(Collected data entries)
=== Begin Enclosure ===

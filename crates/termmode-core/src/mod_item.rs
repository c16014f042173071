//! `ModItem`: the unit of terminal mutation.

use std::sync::atomic::{AtomicBool, Ordering};
use std::sync::{Arc, Mutex};

use crate::error::{EnvError, EnvResult};
use crate::model::{Axis, CcSpec, CtrlSlot, FlagOp, ModValue, StreamId, Timing};
use crate::modification::Modification;
use crate::registry::Coordinator;

type IdentityTriple = (StreamId, ModValue, Axis);

struct ModItemInner {
    coordinator: Arc<Coordinator>,
    stream: StreamId,
    value: ModValue,
    axis: Axis,
    timing: Timing,
    kind: FlagOp,
    reset_atexit: bool,
    #[allow(dead_code)]
    note: Option<String>,
    /// Whether the target bit was already set (flag axis) or a live byte
    /// already present (`CtrlChar` axis) at the moment this item was
    /// constructed.
    origin: bool,
    /// For `CtrlChar` axis only: the literal baseline byte (`None` meaning
    /// baseline was `Disabled`), needed because `reset()` must restore the
    /// exact prior character, not merely a boolean.
    origin_cc: Option<CcSpec>,
    active: AtomicBool,
    purged: AtomicBool,
    pre_reset_hooks: Mutex<Vec<Box<dyn FnOnce() + Send>>>,
}

/// A reified, revertible change to driver state. Cheap to clone: all
/// clones share the same underlying bookkeeping (`active`/`purged` bits,
/// hook stack).
#[derive(Clone)]
pub struct ModItem(Arc<ModItemInner>);

impl ModItem {
    pub(crate) fn identity(&self) -> IdentityTriple {
        (self.0.stream, self.0.value, self.0.axis)
    }

    pub(crate) fn same_item(&self, other: &ModItem) -> bool {
        Arc::ptr_eq(&self.0, &other.0)
    }

    /// Whether this item opted into the atexit walk at construction. Only
    /// `rollback_all` (the Exit Coordinator's LIFO walk) consults this;
    /// `cache_purge()`'s on-demand walk purges every live item regardless.
    pub(crate) fn reset_atexit(&self) -> bool {
        self.0.reset_atexit
    }

    /// Drops a freshly-constructed item that lost a race against an
    /// existing duplicate, without running its `reset()`/hooks — the
    /// adapter write it already performed is harmless because the
    /// survivor's state supersedes it for the same identity triple.
    pub(crate) fn discard_without_reset(&self) {
        self.0.purged.store(true, Ordering::SeqCst);
    }

    fn cc_slot(&self) -> Option<CtrlSlot> {
        match self.0.axis {
            Axis::CtrlChar(slot) => Some(slot),
            _ => None,
        }
    }

    fn bits(&self) -> Option<u64> {
        match self.0.value {
            ModValue::Bits(b) => Some(b),
            ModValue::CtrlChar(_) => None,
        }
    }

    fn cc_target(&self) -> Option<CcSpec> {
        match self.0.value {
            ModValue::CtrlChar(spec) => Some(spec),
            ModValue::Bits(_) => None,
        }
    }

    /// Reads and writes against the stream's *live* driver state, not the
    /// frozen `SnapshotRegistry` baseline — otherwise a second item touching
    /// the same stream would recompute its target from pre-modification
    /// state and silently undo whatever the first item already applied.
    /// The baseline is only ever used for `origin`/rollback bookkeeping.
    fn write_flag(&self, op: FlagOp) -> EnvResult<()> {
        let bits = self.bits().expect("write_flag called on a CtrlChar item");
        let coordinator = &self.0.coordinator;
        let current = coordinator.adapter().get_state(self.0.stream)?;
        let next = coordinator.adapter().write_flag(&current, self.0.axis, bits, op)?;
        coordinator.adapter().set_state(self.0.stream, &next, self.0.timing)
    }

    fn write_cc(&self, slot: CtrlSlot, value: CcSpec) -> EnvResult<()> {
        let coordinator = &self.0.coordinator;
        let current = coordinator.adapter().get_state(self.0.stream)?;
        let next = coordinator.adapter().write_cc(&current, slot, value)?;
        coordinator.adapter().set_state(self.0.stream, &next, self.0.timing)
    }

    /// Registers `hook` to run, LIFO, before `reset()` on purge/exit.
    pub fn add_before_reset_atexit<F>(&self, hook: F)
    where
        F: FnOnce() + Send + 'static,
    {
        self.0
            .pre_reset_hooks
            .lock()
            .expect("pre-reset hook stack poisoned")
            .push(Box::new(hook));
    }

    fn run_hooks(&self) {
        let hooks = std::mem::take(
            &mut *self.0.pre_reset_hooks.lock().expect("pre-reset hook stack poisoned"),
        );
        for hook in hooks.into_iter().rev() {
            hook();
        }
    }

    /// Invoked only by the Exit Coordinator's LIFO walk: hooks then reset,
    /// guarded by the same `purged` flag `purge()` uses so rollback runs at
    /// most once per item even if a caller already purged manually.
    pub(crate) fn run_exit_routine(&self) {
        if self.0.purged.swap(true, Ordering::SeqCst) {
            return;
        }
        self.run_hooks();
        if let Err(e) = self.reset() {
            log::warn!(target: "termmode_core::mod_item", "exit-time reset failed: {e}");
        }
    }
}

impl Modification for ModItem {
    fn origin(&self) -> bool {
        self.0.origin
    }

    fn request(&self) -> bool {
        let coordinator = &self.0.coordinator;
        let current = match coordinator.adapter().get_state(self.0.stream) {
            Ok(s) => s,
            Err(e) => {
                log::warn!(target: "termmode_core::mod_item", "request() failed to read state: {e}");
                return false;
            }
        };
        match self.cc_slot() {
            Some(slot) => match coordinator.adapter().read_cc(&current, slot) {
                Ok(spec) => Some(spec) == self.cc_target(),
                Err(_) => false,
            },
            None => {
                let bits = self.bits().expect("non-CtrlChar item must carry Bits value");
                coordinator
                    .adapter()
                    .read_flag(&current, self.0.axis, bits)
                    .unwrap_or(false)
            }
        }
    }

    fn add_flag(&self) -> EnvResult<()> {
        let result = match self.cc_slot() {
            Some(slot) => self.write_cc(slot, self.cc_target().expect("CtrlChar item must carry CcSpec value")),
            None => self.write_flag(self.0.kind),
        };
        if result.is_ok() {
            self.0.active.store(true, Ordering::SeqCst);
        }
        result
    }

    fn sub_flag(&self) -> EnvResult<()> {
        let result = match self.cc_slot() {
            Some(slot) => self.write_cc(slot, self.0.origin_cc.unwrap_or(CcSpec::Disabled)),
            None => self.write_flag(self.0.kind.invert()),
        };
        if result.is_ok() {
            self.0.active.store(false, Ordering::SeqCst);
        }
        result
    }

    fn reset(&self) -> EnvResult<()> {
        match self.cc_slot() {
            Some(slot) => self.write_cc(slot, self.0.origin_cc.unwrap_or(CcSpec::Disabled)),
            None => {
                let op = if self.0.origin { FlagOp::Set } else { FlagOp::Clear };
                self.write_flag(op)
            }
        }
    }

    fn purge(&self) {
        if self.0.purged.swap(true, Ordering::SeqCst) {
            return;
        }
        self.run_hooks();
        if let Err(e) = self.reset() {
            log::warn!(target: "termmode_core::mod_item", "purge() reset failed: {e}");
        }
        self.0.coordinator.registry_remove(&self.identity());
    }
}

/// Builds a new item: captures the snapshot baseline on first touch,
/// reads the origin bit/byte, applies the modification, and returns the
/// active item. Duplicate detection happens one layer up in
/// `Coordinator::instance`; this function always constructs.
pub(crate) fn construct(
    coordinator: Arc<Coordinator>,
    stream: StreamId,
    value: ModValue,
    axis: Axis,
    timing: Timing,
    kind: FlagOp,
    reset_atexit: bool,
    note: Option<String>,
) -> EnvResult<ModItem> {
    let baseline = coordinator.snapshots.get_or_init(coordinator.adapter(), stream)?;

    let (origin, origin_cc) = match axis {
        Axis::CtrlChar(slot) => {
            let current = coordinator.adapter().read_cc(&baseline, slot)?;
            let origin_cc = Some(current);
            let origin = !matches!(current, CcSpec::Disabled);
            (origin, origin_cc)
        }
        _ => {
            let bits = match value {
                ModValue::Bits(b) => b,
                ModValue::CtrlChar(_) => {
                    return Err(EnvError::ApplyFailed {
                        source: std::io::Error::new(
                            std::io::ErrorKind::InvalidInput,
                            "flag axis requires a Bits value",
                        ),
                    })
                }
            };
            let origin = coordinator.adapter().read_flag(&baseline, axis, bits)?;
            (origin, None)
        }
    };

    let inner = Arc::new(ModItemInner {
        coordinator,
        stream,
        value,
        axis,
        timing,
        kind,
        reset_atexit,
        note,
        origin,
        origin_cc,
        active: AtomicBool::new(false),
        purged: AtomicBool::new(false),
        pre_reset_hooks: Mutex::new(Vec::new()),
    });
    let item = ModItem(inner);
    item.add_flag()?;
    Ok(item)
}

#[cfg(test)]
mod tests {
    use super::*;
    use crate::adapter::consts;
    use crate::model::StreamSelector;
    use termmode_io::mock::MockAdapter;

    fn coordinator_with(adapter: MockAdapter) -> Arc<Coordinator> {
        Coordinator::new(Box::new(adapter))
    }

    #[test]
    fn origin_fidelity_round_trip() {
        let adapter = MockAdapter::new();
        let coord = coordinator_with(adapter.clone());
        let stream = coord.adapter().handle(StreamSelector::Stdin).unwrap();
        adapter.mutate_for_test(stream, |s| {
            if let crate::model::DriverState::Posix(p) = s {
                p.iflag |= 0b0010;
            }
        });

        let item = coord
            .instance(stream, ModValue::Bits(0b0010), Axis::In, Timing::Immediate, FlagOp::Set, false, None)
            .unwrap();
        assert!(item.origin(), "baseline already had the bit set");
        item.reset().unwrap();
        assert!(item.request(), "after reset the bit remains set");
    }

    #[test]
    fn ctrl_char_disable_and_restore() {
        let adapter = MockAdapter::new();
        let coord = coordinator_with(adapter.clone());
        let stream = coord.adapter().handle(StreamSelector::Stdin).unwrap();
        adapter.mutate_for_test(stream, |s| {
            if let crate::model::DriverState::Posix(p) = s {
                p.cc.intr = Some(0x03);
            }
        });

        let item = coord
            .instance(
                stream,
                ModValue::CtrlChar(CcSpec::Disabled),
                Axis::CtrlChar(CtrlSlot::Intr),
                Timing::Immediate,
                FlagOp::Set,
                false,
                None,
            )
            .unwrap();
        assert!(item.origin(), "baseline had a live byte");
        assert!(item.request(), "now disabled");
        item.reset().unwrap();
        assert!(!item.request(), "reset must restore the original byte, not Disabled");
    }

    #[test]
    fn independent_items_on_the_same_stream_compose() {
        // Two items targeting different axes of the same stream must not
        // clobber each other: applying the second must not undo the first.
        let adapter = MockAdapter::new();
        let coord = coordinator_with(adapter.clone());
        let stream = coord.adapter().handle(StreamSelector::Stdin).unwrap();

        let echo_off = coord
            .instance(
                stream,
                ModValue::Bits(consts::posix::ECHO),
                Axis::Local,
                Timing::Immediate,
                FlagOp::Clear,
                false,
                None,
            )
            .unwrap();
        let ixon_off = coord
            .instance(
                stream,
                ModValue::Bits(consts::posix::IXON),
                Axis::In,
                Timing::Immediate,
                FlagOp::Clear,
                false,
                None,
            )
            .unwrap();

        assert!(!echo_off.request(), "echo must still be off after a second item touches the stream");
        assert!(!ixon_off.request(), "ixon was just cleared by its own item");
    }

    #[test]
    fn add_flag_is_idempotent_at_the_driver_level() {
        let adapter = MockAdapter::new();
        let coord = coordinator_with(adapter.clone());
        let stream = coord.adapter().handle(StreamSelector::Stdin).unwrap();

        let first = coord
            .instance(
                stream,
                ModValue::Bits(consts::posix::ECHO),
                Axis::Local,
                Timing::Immediate,
                FlagOp::Clear,
                false,
                None,
            )
            .unwrap();
        let before = adapter.set_state_call_count();
        let second = coord
            .instance(
                stream,
                ModValue::Bits(consts::posix::ECHO),
                Axis::Local,
                Timing::Immediate,
                FlagOp::Clear,
                false,
                None,
            )
            .unwrap();
        assert!(first.same_item(&second), "dedup must return the same item reference");
        assert_eq!(
            adapter.set_state_call_count(),
            before,
            "the second instance() call must not re-apply the driver write"
        );
    }
}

=== End Enclosure ===

== Exercise ==
Count how many lines in the entries contain "CcSpec", then state that number alone.

== Response ==
9